The film was directed by Joseph Ruben who also helmed 1977’s Joyride, 1987’s The Stepfather, The Good Son and The Forgotten.
SPECIAL FEATURES – 0.5/5
No surprise, but all we get is the Theatrical Trailer (2:30; HD).
VIDEO – 4.5/5
Money Train is presented in 1080p high-definition and 2.39 aspect ratio (the back cover incorrectly states it is 1.85) and much like the transfer for Random Hearts, another Sony Pictures release via Image Entertainment, looked pretty darn good not only for its age but as a whole. The detail level is quite good throughout for sure but there is a fine amount of natural film grain and noise that only added to the level of detail. Colors were also well balanced without going overboard or pumped up to make the HD transfer look better.
AUDIO – 4.25/5
The DTS-HD Master Audio track is well done with a wide array to test the audio track.

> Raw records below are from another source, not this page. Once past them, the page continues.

//! Time/pixel/distance scaling for the scope canvas.
//!
//! The instrument works in microseconds; the canvas works in whole pixels.
//! `PixelScale` is recomputed whenever the range, the delay or the canvas
//! width changes.
use serde::{Deserialize, Serialize};
/// Fallback used when `range / width` is not a usable positive number.
pub const FALLBACK_US_PER_PIXEL: f64 = 0.1;
/// Delay spinner limits (μs).
pub const DELAY_LIMITS_US: (f64, f64) = (0.0, 273.0);
/// Range spinner limits in time units (μs).
pub const RANGE_LIMITS_US: (f64, f64) = (0.1, 112.8);
/// Upper range limit when values are shown as distance.
pub const RANGE_MAX_DISTANCE: f64 = 15.0;
#[derive(Clone, Copy, Debug, PartialEq)]
pub struct PixelScale {
    pub us_per_pixel: f64,
    pub ns_per_pixel: f64,
    /// Delay expressed in whole pixels, truncated.
    pub delay_pix: i32,
}
impl PixelScale {
    pub fn new(range_us: f64, canvas_width: i32, delay_us: f64) -> Self {
        let us_per_pixel = us_per_pixel(range_us, canvas_width);
        Self {
            us_per_pixel,
            ns_per_pixel: us_per_pixel * 1000.0,
            delay_pix: (delay_us / us_per_pixel).floor() as i32,
        }
    }
    pub fn us_to_pixels(&self, us: f64) -> f64 {
        us / self.us_per_pixel
    }
}
/// `range / width`, replaced by [`FALLBACK_US_PER_PIXEL`] when the result
/// is zero, negative or not finite.
pub fn us_per_pixel(range_us: f64, canvas_width: i32) -> f64 {
    let ratio = range_us / canvas_width as f64;
    if ratio.is_finite() && ratio > 0.0 {
        ratio
    } else {
        FALLBACK_US_PER_PIXEL
    }
}
#[derive(Clone, Copy, Debug, Default, PartialEq, Eq, Serialize, Deserialize)]
pub enum DistanceUnits {
    #[default]
    Time,
    Inches,
    Millimeters,
}
impl DistanceUnits {
    pub fn suffix(self) -> &'static str {
        match self {
            DistanceUnits::Time => "uS",
            DistanceUnits::Inches => "in",
            DistanceUnits::Millimeters => "mm",
        }
    }
}
/// Converts between the instrument's time base and the value shown to the
/// operator. In distance units the multiplier is the sound velocity of the
/// test piece, entered in distance-per-μs of the selected unit.
#[derive(Clone, Copy, Debug, PartialEq, Serialize, Deserialize)]
pub struct TimeDistance {
    pub units: DistanceUnits,
    pub velocity_per_us: f64,
}
impl Default for TimeDistance {
    fn default() -> Self {
        Self {
            units: DistanceUnits::Time,
            // shear wave velocity
            velocity_per_us: 0.133,
        }
    }
}
impl TimeDistance {
    fn multiplier(&self) -> f64 {
        match self.units {
            DistanceUnits::Time => 1.0,
            _ => self.velocity_per_us,
        }
    }
    pub fn to_display(&self, us: f64) -> f64 {
        us * self.multiplier()
    }
    pub fn from_display(&self, value: f64) -> f64 {
        let mult = self.multiplier();
        if mult > 0.0 {
            value / mult
        } else {
            value
        }
    }
    /// Range spinner limits in display units.
    pub fn range_limits(&self) -> (f64, f64) {
        match self.units {
            DistanceUnits::Time => RANGE_LIMITS_US,
            _ => (RANGE_LIMITS_US.0, RANGE_MAX_DISTANCE),
        }
    }
    pub fn decimals(&self) -> usize {
        match self.units {
            DistanceUnits::Time => 1,
            _ => 3,
        }
    }
}
#[cfg(test)]
mod tests {
    use super::*;
    #[test]
    fn scale_reproduces_range_across_width() {
        for (range, width) in [(100.0, 350), (10.0, 350), (0.5, 1024), (112.8, 17)] {
            let scale = PixelScale::new(range, width, 0.0);
            assert!((scale.us_per_pixel * width as f64 - range).abs() < 1e-9);
            assert!((scale.ns_per_pixel - scale.us_per_pixel * 1000.0).abs() < 1e-9);
        }
    }
    #[test]
    fn degenerate_width_falls_back() {
        assert_eq!(PixelScale::new(100.0, 0, 0.0).us_per_pixel, FALLBACK_US_PER_PIXEL);
        assert_eq!(PixelScale::new(0.0, 350, 0.0).us_per_pixel, FALLBACK_US_PER_PIXEL);
        assert_eq!(PixelScale::new(-5.0, 350, 0.0).us_per_pixel, FALLBACK_US_PER_PIXEL);
    }
    #[test]
    fn delay_is_truncated_to_whole_pixels() {
        // 100 / 350 = 0.2857 us per pixel; 10 us = 35 px exactly, 10.1 us = 35.35 px
        assert_eq!(PixelScale::new(100.0, 350, 10.1).delay_pix, 35);
        assert_eq!(PixelScale::new(100.0, 350, 0.0).delay_pix, 0);
    }
    #[test]
    fn distance_conversion_uses_velocity() {
        let td = TimeDistance {
            units: DistanceUnits::Inches,
            velocity_per_us: 0.125,
        };
        assert!((td.to_display(8.0) - 1.0).abs() < 1e-12);
        assert!((td.from_display(1.0) - 8.0).abs() < 1e-12);
        assert_eq!(td.range_limits().1, RANGE_MAX_DISTANCE);
        let time = TimeDistance::default();
        assert_eq!(time.to_display(8.0), 8.0);
        assert_eq!(time.decimals(), 1);
    }
}
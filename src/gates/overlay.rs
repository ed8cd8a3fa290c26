//! Renderer-ready description of everything drawn on top of the trace.
//!
//! Both the live egui painter and the PNG snapshot consume an [`Overlay`],
//! so neither needs to know how gates track the interface.
use super::dac::DacProfile;
use super::display::DisplayState;
use super::gate::GateSet;
/// Half height of the tick marking the interface crossing.
pub const CROSSING_TICK_HALF: i32 = 10;
#[derive(Clone, Copy, Debug, PartialEq, Eq)]
pub struct Line {
    pub from: (i32, i32),
    pub to: (i32, i32),
}
impl Line {
    pub fn new(from: (i32, i32), to: (i32, i32)) -> Self {
        Self { from, to }
    }
}
#[derive(Clone, Debug, PartialEq)]
pub struct GateLine {
    pub title: String,
    pub line: Line,
    pub interface: bool,
}
#[derive(Clone, Copy, Debug, PartialEq, Eq)]
pub struct DacSegment {
    pub slot: usize,
    pub line: Line,
    pub selected: bool,
}
#[derive(Clone, Debug, Default, PartialEq)]
pub struct Overlay {
    pub gates: Vec<GateLine>,
    pub dac_segments: Vec<DacSegment>,
    pub dac_connectors: Vec<Line>,
    /// Start points that can be grabbed with the mouse; empty when locked.
    pub grab_points: Vec<(i32, i32)>,
    pub crossing: Option<Line>,
}
/// Collects the lines for the current state. Pixel positions must already
/// be computed and adjusted for tracking.
pub fn build(
    gates: &GateSet,
    dac: &DacProfile,
    display: &DisplayState,
    dac_visible: bool,
    dac_unlocked: bool,
) -> Overlay {
    let mut overlay = Overlay {
        gates: gates
            .iter()
            .map(|g| {
                let pix = &g.window.pix;
                GateLine {
                    title: g.title.clone(),
                    line: Line::new((pix.start_adjusted, pix.level), (pix.end_adjusted, pix.level)),
                    interface: g.is_interface(),
                }
            })
            .collect(),
        ..Overlay::default()
    };
    if dac_visible {
        let mut previous: Option<(i32, i32)> = None;
        for (slot, gate) in dac.active() {
            let pix = &gate.window.pix;
            let start = (pix.start_adjusted, pix.level);
            overlay.dac_segments.push(DacSegment {
                slot,
                line: Line::new(start, (pix.end_adjusted, pix.level)),
                selected: gate.is_selected(),
            });
            if let Some(end_of_previous) = previous {
                overlay.dac_connectors.push(Line::new(end_of_previous, start));
            }
            if dac_unlocked {
                overlay.grab_points.push(start);
            }
            previous = Some((pix.end_adjusted, pix.level));
        }
    }
    if let (Some(x), Some(interface)) = (display.interface_crossing_pix(), gates.interface_gate()) {
        let level = interface.window.pix.level;
        overlay.crossing = Some(Line::new(
            (x, level - CROSSING_TICK_HALF),
            (x, level + CROSSING_TICK_HALF),
        ));
    }
    overlay
}
#[cfg(test)]
mod tests {
    use super::*;
    use crate::gates::display::{CanvasSize, ChannelSettings};
    use crate::gates::gate::Gate;
    fn setup(tracking: bool) -> (GateSet, DacProfile, DisplayState) {
        let mut display = DisplayState::new(
            ChannelSettings {
                interface_tracking: tracking,
                ..ChannelSettings::default()
            },
            CanvasSize::default(),
        );
        let mut gates = GateSet::new(vec![
            Gate::new("Interface", 5.0, 4.0, 40.0),
            Gate::new("Flaw 1", 20.0, 10.0, 50.0),
        ]);
        gates.calculate_pixel_locations(&display);
        display.update_interface_crossing(Some(1000));
        gates.adjust_positions(&display);
        let mut dac = DacProfile::new(4);
        dac.insert(50, 100);
        dac.insert(200, 150);
        dac.adjust_positions(display.tracking_offset());
        (gates, dac, display)
    }
    #[test]
    fn gate_lines_use_adjusted_pixels() {
        let (gates, dac, display) = setup(true);
        let overlay = build(&gates, &dac, &display, false, false);
        let flaw = &overlay.gates[1];
        let crossing = display.interface_crossing_pix().unwrap();
        assert_eq!(flaw.line.from.0, gates.get(1).unwrap().window.pix.start + crossing);
        assert!(overlay.gates[0].interface);
        assert!(overlay.dac_segments.is_empty());
    }
    #[test]
    fn dac_segments_are_connected() {
        let (gates, mut dac, display) = setup(false);
        dac.select(1);
        let overlay = build(&gates, &dac, &display, true, true);
        assert_eq!(overlay.dac_segments.len(), 2);
        assert_eq!(overlay.dac_connectors, vec![Line::new((85, 100), (85, 150))]);
        assert_eq!(overlay.grab_points, vec![(50, 100), (85, 150)]);
        assert!(overlay.dac_segments[1].selected);
        let locked = build(&gates, &dac, &display, true, false);
        assert!(locked.grab_points.is_empty());
    }
    #[test]
    fn crossing_tick_only_while_tracking() {
        let (gates, dac, display) = setup(false);
        assert_eq!(build(&gates, &dac, &display, true, true).crossing, None);
        let (gates, dac, display) = setup(true);
        let tick = build(&gates, &dac, &display, true, true).crossing.unwrap();
        let level = gates.interface_gate().unwrap().window.pix.level;
        // 1000 samples * 15 ns = 15 us = 52.5 px
        assert_eq!(tick, Line::new((52, level - 10), (52, level + 10)));
    }
}
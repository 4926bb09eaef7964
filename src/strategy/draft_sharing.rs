//! Copy-on-write discipline via the two-phase draft protocol
//!
//! Mutations are expressed imperatively against a draft and the next
//! snapshot is derived on finalize, copying only the touched paths. The
//! deep-freeze seal pass is the configurable correctness safety net; the
//! no-freeze variant skips it to expose its cost in the comparison.

use crate::action::Action;
use crate::draft::Draft;
use crate::freeze::FreezeMode;
use crate::state::AppState;
use crate::strategy::UpdateStrategy;

/// Draft-based strategy with structural sharing
pub struct DraftSharing {
    freeze: FreezeMode,
}

impl DraftSharing {
    /// Create the variant for the given freeze mode
    pub fn new(freeze: FreezeMode) -> Self {
        Self { freeze }
    }
}

impl UpdateStrategy for DraftSharing {
    fn label(&self) -> &'static str {
        match self.freeze {
            FreezeMode::Deep => "draft",
            FreezeMode::Off => "draft-nofreeze",
        }
    }

    fn apply(&self, state: &AppState, action: Action) -> AppState {
        let mut draft = Draft::begin(state);
        match action {
            Action::Add { record } => draft.push_record(record),
            Action::Remove { index } => draft.remove_at(index),
            Action::Update {
                id,
                value,
                nested_data,
            } => draft.update_record(id, value, nested_data),
            Action::Concat { batch } => draft.prepend_window(batch),
        }
        draft.finalize(self.freeze)
    }
}
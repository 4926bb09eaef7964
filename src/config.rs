//! Harness configuration
//!
//! All tunables live in a single [`BenchConfig`] record so one harness
//! instance covers every workload variant. The nested [`StateShape`]
//! parameterizes the generated state (sizes and key prefixes); earlier
//! renditions of this workload duplicated the whole benchmark per shape.
//!
//! Configuration is compile-time: the binary runs `BenchConfig::default()`
//! and there are no flags.

use crate::error::{Error, Result};
use crate::heap::HeapSyncPolicy;

/// Fixed seed for reproducible state generation
pub const BENCH_SEED: u64 = 0xDEADBEEF_CAFEBABE;

/// Shape of the generated application state
#[derive(Debug, Clone)]
pub struct StateShape {
    /// Number of primary records (N)
    pub primary_len: usize,
    /// Number of secondary records (unused by update logic, inflates copy cost)
    pub secondary_len: usize,
    /// Length of each record's nested item sequence
    pub nested_items: usize,
    /// Prefix for the nested key of primary records ("key-{i}")
    pub nested_key_prefix: &'static str,
    /// Prefix for secondary record names ("name-{i}")
    pub secondary_name_prefix: &'static str,
}

impl Default for StateShape {
    fn default() -> Self {
        Self {
            primary_len: 10_000,
            secondary_len: 10_000,
            nested_items: 100,
            nested_key_prefix: "key-",
            secondary_name_prefix: "name-",
        }
    }
}

/// Full harness configuration
#[derive(Debug, Clone)]
pub struct BenchConfig {
    /// Shape of the state each benchmark run starts from
    pub shape: StateShape,
    /// Iterations executed before measurement starts
    pub warmup_iterations: u64,
    /// Iterations inside the timed window
    pub measure_iterations: u64,
    /// Records per concat batch
    pub concat_batch: usize,
    /// Seed for the state generator's scalar values
    pub seed: u64,
    /// Heap-synchronization policy for the runner
    pub heap_sync: HeapSyncPolicy,
}

impl Default for BenchConfig {
    fn default() -> Self {
        Self {
            shape: StateShape::default(),
            warmup_iterations: 100,
            measure_iterations: 1_000,
            concat_batch: 500,
            seed: BENCH_SEED,
            heap_sync: HeapSyncPolicy::Require,
        }
    }
}

impl BenchConfig {
    /// Validate the configuration before any benchmark runs
    ///
    /// # Errors
    /// Returns [`Error::InvalidConfig`] for zero sizes or iteration counts
    /// that would make measurement meaningless (or divide by zero).
    pub fn validate(&self) -> Result<()> {
        if self.shape.primary_len == 0 {
            return Err(Error::InvalidConfig(
                "shape.primary_len must be non-zero".to_string(),
            ));
        }
        if self.measure_iterations == 0 {
            return Err(Error::InvalidConfig(
                "measure_iterations must be non-zero".to_string(),
            ));
        }
        if self.concat_batch == 0 {
            return Err(Error::InvalidConfig(
                "concat_batch must be non-zero".to_string(),
            ));
        }
        Ok(())
    }
}
//! snapbench - micro-benchmark harness for immutable snapshot updates
//!
//! Quantifies the cost of producing a new immutable application-state
//! snapshot after an update, across interchangeable update strategies:
//! - full copy (baseline): a brand-new primary spine every operation
//! - draft with structural sharing: copy-on-write through a two-phase
//!   draft protocol, optionally deep-freezing the result
//! - rederive: draft machinery paid for, sharing traversal bypassed
//!
//! All strategies implement the same observable semantics over one fixed
//! workload (append, remove-by-position, update-by-id, bulk prepend with a
//! sliding window); the harness isolates steady-state cost from warm-up and
//! allocator noise, and reports relative slow-down factors against the
//! full-copy baseline.

#![warn(missing_docs)]
#![warn(clippy::all)]

pub mod action;
pub mod config;
pub mod draft;
pub mod error;
pub mod freeze;
pub mod heap;
pub mod report;
pub mod runner;
pub mod state;
pub mod store;
pub mod strategy;

pub use action::{Action, ActionKind};
pub use config::{BenchConfig, StateShape, BENCH_SEED};
pub use draft::Draft;
pub use error::{Error, Result};
pub use freeze::{deep_freeze, verify_seals, FreezeMode};
pub use heap::{HeapSync, HeapSyncPolicy};
pub use report::{ResultsTable, TimingSample};
pub use runner::BenchmarkRunner;
pub use state::{make_initial_state, AppState, Record, SecondaryRecord};
pub use store::Store;
pub use strategy::{UpdateStrategy, BASELINE_LABEL};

First, you’ve got clear dialogue levels coming through the center channel, some ambient noises/voices coming through the front channels and the action sequences, especially during the end, gives the track that extra boom you want out of an action movie.
OVERALL – 2.25/5
Overall, I guess Money Train has that so bad its good aspect going for it, especially in regards to Robert Blake’s inane performance but otherwise it’s just another forgettable action piece of the 1990s. In comparison with other buddy comedies, it also falls way short as I didn’t feel the comradery between Snipes and Harrelson and the story never quite gels either as it wasn’t what it was.